The findings come from an analysis of hospitalizations and vaccination data of all COVID-confirmed molecular test cases in England from 1 to 14 December by the team of Professor Neil Ferguson at Imperial College London.

The study found that even an unvaccinated person who had never been infected with a coronavirus before and therefore had zero immunity, runs 11% less krisk of hospitalization if affected by Omicron compared to Delta.

For someone who has been infected in the past and therefore has antibodies to the virus, the risk of hospitalization due to a new Omicron infection is reduced by 69% compared to Delta.

The risk of hospitalization for those vaccinated with two doses of AstraZeneca, Pfizer or Moderna vaccines infected with Omicron is “significantly reduced” compared with those not vaccinated with Delta, even if the two doses protect against simple infection from the Omicron is negligible.

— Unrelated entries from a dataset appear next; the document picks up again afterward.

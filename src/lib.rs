// Library root - exposes modules for the binary and integration tests

pub mod auth;
pub mod config;
pub mod database;
pub mod error;
pub mod handlers;
pub mod logging;
pub mod metrics;
pub mod middleware;
pub mod models;
pub mod routes;
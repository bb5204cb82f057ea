use prometheus::{Encoder, HistogramVec, IntCounterVec, Opts, Registry, TextEncoder};
use lazy_static::lazy_static;
use actix_web::{HttpResponse, Responder};

lazy_static! {
    pub static ref REGISTRY: Registry = Registry::new();

    // Request metrics
    pub static ref HTTP_REQUESTS_TOTAL: IntCounterVec = IntCounterVec::new(
        Opts::new("http_requests_total", "Total number of HTTP requests"),
        &["method", "endpoint", "status"]
    ).unwrap();

    pub static ref HTTP_REQUEST_DURATION: HistogramVec = HistogramVec::new(
        prometheus::HistogramOpts::new(
            "http_request_duration_seconds",
            "HTTP request duration in seconds"
        ),
        &["method", "endpoint"]
    ).unwrap();

    // Authentication metrics
    pub static ref AUTH_ATTEMPTS_TOTAL: IntCounterVec = IntCounterVec::new(
        Opts::new("auth_attempts_total", "Total doctor authentication attempts"),
        &["action", "result"]
    ).unwrap();

    // Record mutations per resource
    pub static ref RECORD_WRITES_TOTAL: IntCounterVec = IntCounterVec::new(
        Opts::new("record_writes_total", "Total create/update/delete operations"),
        &["resource", "operation"]
    ).unwrap();
}

/// Register all collectors with the registry. Call once at startup.
pub fn init_metrics() -> Result<(), prometheus::Error> {
    REGISTRY.register(Box::new(HTTP_REQUESTS_TOTAL.clone()))?;
    REGISTRY.register(Box::new(HTTP_REQUEST_DURATION.clone()))?;
    REGISTRY.register(Box::new(AUTH_ATTEMPTS_TOTAL.clone()))?;
    REGISTRY.register(Box::new(RECORD_WRITES_TOTAL.clone()))?;

    Ok(())
}

pub fn record_auth(action: &str, success: bool) {
    let result = if success { "success" } else { "failure" };
    AUTH_ATTEMPTS_TOTAL.with_label_values(&[action, result]).inc();
}

pub fn record_write(resource: &str, operation: &str) {
    RECORD_WRITES_TOTAL.with_label_values(&[resource, operation]).inc();
}

/// Prometheus metrics endpoint handler
pub async fn metrics_handler() -> impl Responder {
    let encoder = TextEncoder::new();
    let metric_families = REGISTRY.gather();
    let mut buffer = Vec::new();

    if let Err(e) = encoder.encode(&metric_families, &mut buffer) {
        return HttpResponse::InternalServerError().body(format!("Failed to encode metrics: {}", e));
    }

    match String::from_utf8(buffer) {
        Ok(metrics) => HttpResponse::Ok()
            .content_type("text/plain; version=0.0.4")
            .body(metrics),
        Err(e) => HttpResponse::InternalServerError().body(format!("Failed to convert metrics: {}", e)),
    }
}

#[cfg(test)]
mod tests {
    use super::*;

    #[test]
    fn test_metrics_initialization() {
        let result = init_metrics();
        assert!(result.is_ok());
    }

    #[test]
    fn test_auth_counter() {
        record_auth("login", false);

        let metric = AUTH_ATTEMPTS_TOTAL
            .with_label_values(&["login", "failure"])
            .get();

        assert!(metric >= 1);
    }

    #[test]
    fn test_write_counter() {
        record_write("patient", "create");
        assert!(RECORD_WRITES_TOTAL.with_label_values(&["patient", "create"]).get() >= 1);
    }
}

The so-called “lockdown professor” due to his pessimistic predictions, who just last week warned of the possibility of 5,000 deaths a day in the UK due to Omicron, commented after the new findings that the new wave of the pandemic “will not look like not at all with what we saw last year, that is, with the intensive care units overflowing with patients “.

He noted that in London we see a lot of hospitalizations, but not long-term and probably not very serious cases. He attributed this not so much to the properties of Omicron, which need further research, but to the increased immunity of the population.

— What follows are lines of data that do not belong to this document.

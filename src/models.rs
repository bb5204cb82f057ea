use chrono::{NaiveDate, NaiveTime};
use serde::{Deserialize, Deserializer, Serialize};
use sqlx::FromRow;
use std::fmt;
use validator::Validate;

pub const DEFAULT_APPOINTMENT_STATUS: &str = "scheduled";

#[derive(Debug, Clone, Copy, PartialEq, Eq)]
pub enum Resource {
    Patient,
    Doctor,
    Appointment,
}

impl Resource {
    pub fn label(self) -> &'static str {
        match self {
            Resource::Patient => "Patient",
            Resource::Doctor => "Doctor",
            Resource::Appointment => "Appointment",
        }
    }
}

impl fmt::Display for Resource {
    fn fmt(&self, f: &mut fmt::Formatter<'_>) -> fmt::Result {
        f.write_str(match self {
            Resource::Patient => "patient",
            Resource::Doctor => "doctor",
            Resource::Appointment => "appointment",
        })
    }
}

/// Emails are compared case-insensitively everywhere.
pub fn normalize_email(email: &str) -> String {
    email.trim().to_lowercase()
}

// ============ Field Parsing ============

fn deserialize_optional_date<'de, D>(deserializer: D) -> Result<Option<NaiveDate>, D::Error>
where
    D: Deserializer<'de>,
{
    let raw: Option<String> = Option::deserialize(deserializer)?;
    match raw.as_deref().map(str::trim) {
        None | Some("") => Ok(None),
        Some(s) => NaiveDate::parse_from_str(s, "%Y-%m-%d")
            .map(Some)
            .map_err(|e| serde::de::Error::custom(format!("invalid date '{}': {}", s, e))),
    }
}

/// Accepts `HH:MM` as sent by the desktop client as well as `HH:MM:SS`.
pub fn parse_time(s: &str) -> Option<NaiveTime> {
    NaiveTime::parse_from_str(s, "%H:%M:%S")
        .or_else(|_| NaiveTime::parse_from_str(s, "%H:%M"))
        .ok()
}

fn deserialize_optional_time<'de, D>(deserializer: D) -> Result<Option<NaiveTime>, D::Error>
where
    D: Deserializer<'de>,
{
    let raw: Option<String> = Option::deserialize(deserializer)?;
    match raw.as_deref().map(str::trim) {
        None | Some("") => Ok(None),
        Some(s) => parse_time(s)
            .map(Some)
            .ok_or_else(|| serde::de::Error::custom(format!("invalid time '{}'", s))),
    }
}

/// Ids arrive as JSON numbers, or as numeric strings from the desktop client.
/// An empty string counts as absent.
fn deserialize_optional_id<'de, D>(deserializer: D) -> Result<Option<i64>, D::Error>
where
    D: Deserializer<'de>,
{
    #[derive(Deserialize)]
    #[serde(untagged)]
    enum NumberOrString {
        Number(i64),
        String(String),
    }

    match Option::<NumberOrString>::deserialize(deserializer)? {
        None => Ok(None),
        Some(NumberOrString::Number(id)) => Ok(Some(id)),
        Some(NumberOrString::String(s)) => match s.trim() {
            "" => Ok(None),
            trimmed => trimmed
                .parse()
                .map(Some)
                .map_err(|_| serde::de::Error::custom(format!("invalid id '{}'", s))),
        },
    }
}

// ============ Patient Models ============

#[derive(Debug, Clone, FromRow, Serialize, Deserialize, PartialEq)]
pub struct Patient {
    pub patient_id: i64,
    pub first_name: String,
    pub last_name: String,
    pub phone: String,
    pub email: String,
    pub address: String,
    pub date_of_birth: Option<NaiveDate>,
}

#[derive(Debug, Deserialize, Validate)]
#[serde(rename_all = "camelCase")]
pub struct PatientRequest {
    #[validate(
        required(message = "Missing firstName"),
        length(min = 1, message = "Missing firstName")
    )]
    pub first_name: Option<String>,
    #[validate(
        required(message = "Missing lastName"),
        length(min = 1, message = "Missing lastName")
    )]
    pub last_name: Option<String>,
    pub phone: Option<String>,
    pub email: Option<String>,
    pub address: Option<String>,
    #[serde(default, deserialize_with = "deserialize_optional_date")]
    pub date_of_birth: Option<NaiveDate>,
}

// ============ Doctor Models ============

/// Public doctor row. The credential column is never selected into it.
#[derive(Debug, Clone, FromRow, Serialize, Deserialize, PartialEq)]
pub struct Doctor {
    pub doctor_id: i64,
    pub first_name: String,
    pub last_name: String,
    pub specialization: String,
    pub phone: String,
    pub email: String,
}

/// Row fetched for login only.
#[derive(Debug, Clone, FromRow)]
pub struct DoctorCredentials {
    pub doctor_id: i64,
    pub first_name: String,
    pub last_name: String,
    pub password_hash: Option<String>,
}

#[derive(Debug, Deserialize, Validate)]
#[serde(rename_all = "camelCase")]
pub struct DoctorRequest {
    #[validate(
        required(message = "Missing firstName"),
        length(min = 1, message = "Missing firstName")
    )]
    pub first_name: Option<String>,
    #[validate(
        required(message = "Missing lastName"),
        length(min = 1, message = "Missing lastName")
    )]
    pub last_name: Option<String>,
    pub specialization: Option<String>,
    pub phone: Option<String>,
    pub email: Option<String>,
}

#[derive(Debug, Deserialize, Validate)]
#[serde(rename_all = "camelCase")]
pub struct RegisterRequest {
    #[validate(required(message = "Missing firstName"), length(min = 1, message = "Missing firstName"))]
    pub first_name: Option<String>,
    #[validate(required(message = "Missing lastName"), length(min = 1, message = "Missing lastName"))]
    pub last_name: Option<String>,
    #[validate(
        required(message = "Missing specialization"),
        length(min = 1, message = "Missing specialization")
    )]
    pub specialization: Option<String>,
    #[validate(required(message = "Missing phone"), length(min = 1, message = "Missing phone"))]
    pub phone: Option<String>,
    #[validate(required(message = "Missing email"), length(min = 1, message = "Missing email"))]
    pub email: Option<String>,
    #[validate(required(message = "Missing password"), length(min = 1, message = "Missing password"))]
    pub password: Option<String>,
}

#[derive(Debug, Deserialize, Validate)]
pub struct LoginRequest {
    #[validate(
        required(message = "Missing email or password"),
        length(min = 1, message = "Missing email or password")
    )]
    pub email: Option<String>,
    #[validate(
        required(message = "Missing email or password"),
        length(min = 1, message = "Missing email or password")
    )]
    pub password: Option<String>,
}

#[derive(Debug, Serialize, Deserialize)]
pub struct RegisterResponse {
    pub success: bool,
    pub doctor_id: i64,
    pub message: String,
}

#[derive(Debug, Serialize, Deserialize)]
pub struct LoginResponse {
    pub success: bool,
    pub doctor_id: i64,
    pub first_name: String,
    pub last_name: String,
}

// ============ Appointment Models ============

/// Appointment joined with the display names of its patient and doctor.
#[derive(Debug, Clone, FromRow, Serialize, Deserialize, PartialEq)]
pub struct AppointmentView {
    pub appointment_id: i64,
    pub patient_id: i64,
    pub doctor_id: i64,
    pub appointment_date: Option<NaiveDate>,
    pub appointment_time: Option<NaiveTime>,
    pub status: String,
    pub notes: Option<String>,
    pub patient_name: String,
    pub doctor_name: String,
    pub specialization: String,
}

#[derive(Debug, Deserialize, Validate)]
#[serde(rename_all = "camelCase")]
pub struct NewAppointmentRequest {
    #[validate(
        required(message = "Missing required patientId or doctorId"),
        range(min = 1, message = "Missing required patientId or doctorId")
    )]
    #[serde(default, deserialize_with = "deserialize_optional_id")]
    pub patient_id: Option<i64>,
    #[validate(
        required(message = "Missing required patientId or doctorId"),
        range(min = 1, message = "Missing required patientId or doctorId")
    )]
    #[serde(default, deserialize_with = "deserialize_optional_id")]
    pub doctor_id: Option<i64>,
    #[serde(default, deserialize_with = "deserialize_optional_date")]
    pub appointment_date: Option<NaiveDate>,
    #[serde(default, deserialize_with = "deserialize_optional_time")]
    pub appointment_time: Option<NaiveTime>,
    pub notes: Option<String>,
}

#[derive(Debug, Deserialize, Validate)]
#[serde(rename_all = "camelCase")]
pub struct UpdateAppointmentRequest {
    #[validate(required(message = "Missing patientId"), range(min = 1, message = "Missing patientId"))]
    #[serde(default, deserialize_with = "deserialize_optional_id")]
    pub patient_id: Option<i64>,
    #[validate(required(message = "Missing doctorId"), range(min = 1, message = "Missing doctorId"))]
    #[serde(default, deserialize_with = "deserialize_optional_id")]
    pub doctor_id: Option<i64>,
    #[validate(required(message = "Missing appointmentDate"))]
    #[serde(default, deserialize_with = "deserialize_optional_date")]
    pub appointment_date: Option<NaiveDate>,
    #[validate(required(message = "Missing appointmentTime"))]
    #[serde(default, deserialize_with = "deserialize_optional_time")]
    pub appointment_time: Option<NaiveTime>,
    pub status: Option<String>,
    pub notes: Option<String>,
}

#[derive(Debug, Deserialize)]
pub struct UpcomingQuery {
    pub within_minutes: Option<i64>,
}

#[cfg(test)]
mod tests {
    use super::*;

    #[test]
    fn test_patient_request_uses_client_field_names() {
        let req: PatientRequest = serde_json::from_str(
            r#"{"firstName":"Ann","lastName":"Lee","dateOfBirth":"1990-04-12"}"#,
        )
        .unwrap();

        assert_eq!(req.first_name.as_deref(), Some("Ann"));
        assert_eq!(req.date_of_birth, NaiveDate::from_ymd_opt(1990, 4, 12));
        assert!(req.phone.is_none());
        assert!(req.validate().is_ok());
    }

    #[test]
    fn test_empty_date_of_birth_is_null() {
        let req: PatientRequest =
            serde_json::from_str(r#"{"firstName":"Ann","lastName":"Lee","dateOfBirth":""}"#).unwrap();
        assert!(req.date_of_birth.is_none());

        let req: PatientRequest =
            serde_json::from_str(r#"{"firstName":"Ann","lastName":"Lee","dateOfBirth":null}"#).unwrap();
        assert!(req.date_of_birth.is_none());
    }

    #[test]
    fn test_patient_request_requires_names() {
        let req: PatientRequest = serde_json::from_str(r#"{"firstName":"","phone":"555"}"#).unwrap();
        assert!(req.validate().is_err());
    }

    #[test]
    fn test_appointment_time_accepts_short_form() {
        let req: NewAppointmentRequest = serde_json::from_str(
            r#"{"patientId":1,"doctorId":2,"appointmentDate":"2025-03-01","appointmentTime":"09:30"}"#,
        )
        .unwrap();
        assert_eq!(req.appointment_time, NaiveTime::from_hms_opt(9, 30, 0));
        assert!(req.validate().is_ok());
    }

    #[test]
    fn test_malformed_time_is_rejected() {
        let res: Result<NewAppointmentRequest, _> =
            serde_json::from_str(r#"{"patientId":1,"doctorId":2,"appointmentTime":"half past nine"}"#);
        assert!(res.is_err());
    }

    #[test]
    fn test_new_appointment_requires_both_references() {
        let req: NewAppointmentRequest = serde_json::from_str(r#"{"patientId":1}"#).unwrap();
        assert!(req.validate().is_err());

        let req: NewAppointmentRequest = serde_json::from_str(r#"{"patientId":0,"doctorId":3}"#).unwrap();
        assert!(req.validate().is_err());
    }

    #[test]
    fn test_appointment_ids_accept_numeric_strings() {
        let req: NewAppointmentRequest =
            serde_json::from_str(r#"{"patientId":"5","doctorId":" 2 ","notes":"Checkup"}"#).unwrap();
        assert_eq!(req.patient_id, Some(5));
        assert_eq!(req.doctor_id, Some(2));
        assert!(req.validate().is_ok());

        let req: UpdateAppointmentRequest = serde_json::from_str(
            r#"{"patientId":"5","doctorId":2,"appointmentDate":"2025-03-01","appointmentTime":"09:30"}"#,
        )
        .unwrap();
        assert_eq!(req.patient_id, Some(5));
        assert!(req.validate().is_ok());
    }

    #[test]
    fn test_empty_string_id_is_missing() {
        let req: NewAppointmentRequest = serde_json::from_str(r#"{"patientId":"","doctorId":"2"}"#).unwrap();
        assert!(req.patient_id.is_none());
        assert!(req.validate().is_err());
    }

    #[test]
    fn test_non_numeric_string_id_is_rejected() {
        let res: Result<NewAppointmentRequest, _> =
            serde_json::from_str(r#"{"patientId":"five","doctorId":"2"}"#);
        assert!(res.unwrap_err().to_string().contains("invalid id 'five'"));
    }

    #[test]
    fn test_update_appointment_requires_schedule() {
        let req: UpdateAppointmentRequest =
            serde_json::from_str(r#"{"patientId":1,"doctorId":2,"appointmentDate":"2025-03-01"}"#).unwrap();
        let errors = req.validate().unwrap_err();
        assert!(errors.field_errors().len() == 1);
    }

    #[test]
    fn test_appointment_view_serializes_time_with_seconds() {
        let view = AppointmentView {
            appointment_id: 7,
            patient_id: 1,
            doctor_id: 2,
            appointment_date: NaiveDate::from_ymd_opt(2025, 3, 1),
            appointment_time: NaiveTime::from_hms_opt(9, 30, 0),
            status: DEFAULT_APPOINTMENT_STATUS.to_string(),
            notes: None,
            patient_name: "Ann Lee".to_string(),
            doctor_name: "Gregory House".to_string(),
            specialization: "Diagnostics".to_string(),
        };
        let json = serde_json::to_value(&view).unwrap();
        assert_eq!(json["appointment_date"], "2025-03-01");
        assert_eq!(json["appointment_time"], "09:30:00");
        assert_eq!(json["status"], "scheduled");
    }

    #[test]
    fn test_normalize_email() {
        assert_eq!(normalize_email("  House@Clinic.ORG "), "house@clinic.org");
    }
}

He stressed, however, that if the number of patients is very large, then there will be a great challenge for the health system. As he said, if Omicron’s infections are 40% higher than Delta’s, then the advantage that milder infections give the NHS could be lost.

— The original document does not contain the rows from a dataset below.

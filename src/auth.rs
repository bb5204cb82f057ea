use crate::config::PasswordConfig;
use crate::error::ApiError;
use anyhow::{anyhow, Result};
use argon2::password_hash::SaltString;
use argon2::{Algorithm, Argon2, Params, PasswordHash, PasswordHasher, PasswordVerifier, Version};
use rand::rngs::OsRng;

/// Argon2id hashing and verification for doctor passwords.
///
/// Hashes are stored as PHC strings, so verification reads the cost
/// parameters back from the stored hash and keeps working after the
/// configured costs change.
pub struct PasswordAuth {
    argon2: Argon2<'static>,
    // Verified against when the email is unknown so both failure paths cost the same.
    dummy_hash: String,
}

impl PasswordAuth {
    pub fn new(config: &PasswordConfig) -> Result<Self> {
        let params = Params::new(config.memory_kib, config.iterations, config.parallelism, None)
            .map_err(|e| anyhow!("Invalid Argon2 parameters: {}", e))?;
        let argon2 = Argon2::new(Algorithm::Argon2id, Version::V0x13, params);

        let salt = SaltString::generate(&mut OsRng);
        let dummy_hash = argon2
            .hash_password(b"clinic-dummy-credential", &salt)
            .map_err(|e| anyhow!("Password hashing failed: {}", e))?
            .to_string();

        Ok(Self { argon2, dummy_hash })
    }

    /// Hash a password with a fresh random salt.
    pub fn hash(&self, password: &str) -> Result<String, ApiError> {
        let salt = SaltString::generate(&mut OsRng);
        self.argon2
            .hash_password(password.as_bytes(), &salt)
            .map(|hash| hash.to_string())
            .map_err(|e| ApiError::Internal(format!("Password hashing failed: {}", e)))
    }

    /// Constant-time check of `password` against a stored PHC hash.
    pub fn verify(&self, password: &str, stored_hash: &str) -> bool {
        let parsed = match PasswordHash::new(stored_hash) {
            Ok(h) => h,
            Err(e) => {
                tracing::warn!(error = %e, "stored password hash is malformed");
                return false;
            }
        };

        self.argon2.verify_password(password.as_bytes(), &parsed).is_ok()
    }

    /// Verify against a credential that may not exist. A missing credential
    /// still pays for one verification and always fails.
    pub fn verify_optional(&self, password: &str, stored_hash: Option<&str>) -> bool {
        match stored_hash {
            Some(hash) => self.verify(password, hash),
            None => {
                let _ = self.verify(password, &self.dummy_hash);
                false
            }
        }
    }
}

#[cfg(test)]
mod tests {
    use super::*;

    fn fast_config() -> PasswordConfig {
        PasswordConfig {
            memory_kib: 1024,
            iterations: 1,
            parallelism: 1,
        }
    }

    #[test]
    fn test_hash_and_verify() {
        let auth = PasswordAuth::new(&fast_config()).unwrap();
        let hash = auth.hash("secret").expect("hashing failed");

        assert!(hash.starts_with("$argon2id$"));
        assert!(auth.verify("secret", &hash));
        assert!(!auth.verify("wrong", &hash));
    }

    #[test]
    fn test_hashes_are_salted() {
        let auth = PasswordAuth::new(&fast_config()).unwrap();
        let first = auth.hash("secret").unwrap();
        let second = auth.hash("secret").unwrap();

        assert_ne!(first, second);
    }

    #[test]
    fn test_verify_survives_cost_change() {
        let old = PasswordAuth::new(&fast_config()).unwrap();
        let hash = old.hash("secret").unwrap();

        let new = PasswordAuth::new(&PasswordConfig {
            memory_kib: 2048,
            iterations: 2,
            parallelism: 1,
        })
        .unwrap();

        assert!(new.verify("secret", &hash));
    }

    #[test]
    fn test_malformed_hash_never_matches() {
        let auth = PasswordAuth::new(&fast_config()).unwrap();
        assert!(!auth.verify("secret", "not-a-phc-string"));
    }

    #[test]
    fn test_missing_credential_never_matches() {
        let auth = PasswordAuth::new(&fast_config()).unwrap();
        assert!(!auth.verify_optional("clinic-dummy-credential", None));
    }

    #[test]
    fn test_invalid_params_rejected() {
        let result = PasswordAuth::new(&PasswordConfig {
            memory_kib: 1,
            iterations: 0,
            parallelism: 1,
        });
        assert!(result.is_err());
    }
}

At the same time, a study by the University of Strathclyde on data in Scotland estimates that if Omicron were as serious about delta infections as there should be, there should currently be 47 carriers in Scottish hospitals. So far, however, only 15 are being treated.

The researchers roughly estimate that the risk of hospitalization from Omicron is reduced by 2/3 in relation to the risk posed by Delta.

Research South Africa: 80% lower risk of hospitalization

South Africans infected with coronavirus in current fourth wave of pandemic are 80% less likely to be hospitalized if they catch the Omicron mutation, compared to other strains, according to a study published by the National Institute of Communicable Diseases.

But if someone is admitted to the hospital, the risk of serious illness is no different than other variants, according to study leaders Nicole Walter and Cheryl Cohen.

Compared to Delta infections in South Africa between April and November, Omicron mutation infections are associated with a 70% lower risk of serious disease, they said. Data for Omicron was collected from November until today.

Since Omicron was spotted by South African scientists on November 25, the mutation has caused a record number of cases in the country, which has fully vaccinated about 44% of its adult population.

The authors of the study made adjustments to take into account factors that could affect the results, including age, gender and whether the cases were re-infection. For the severity of the disease after admission, they also examined the presence of other diseases and previous immunization.

The study also showed that those who stick to Omicron may have higher viral loads.

The study is “significant,” according to Bloomberg, although the use of so-called “historical data” for Delta infections between April and November means that its outcome may be affected by time issues, said Paul Hunter, a professor of medicine at the University. of the United Kingdom. of the East of England.

“Thus, although Omicron cases were less likely to be hospitalized than delta cases, it is not possible to say whether this was due to inherent differences in infectious activity or to higher population immunity in November compared to earlier,” he said. Hunter.

The authors pointed out the same limitations.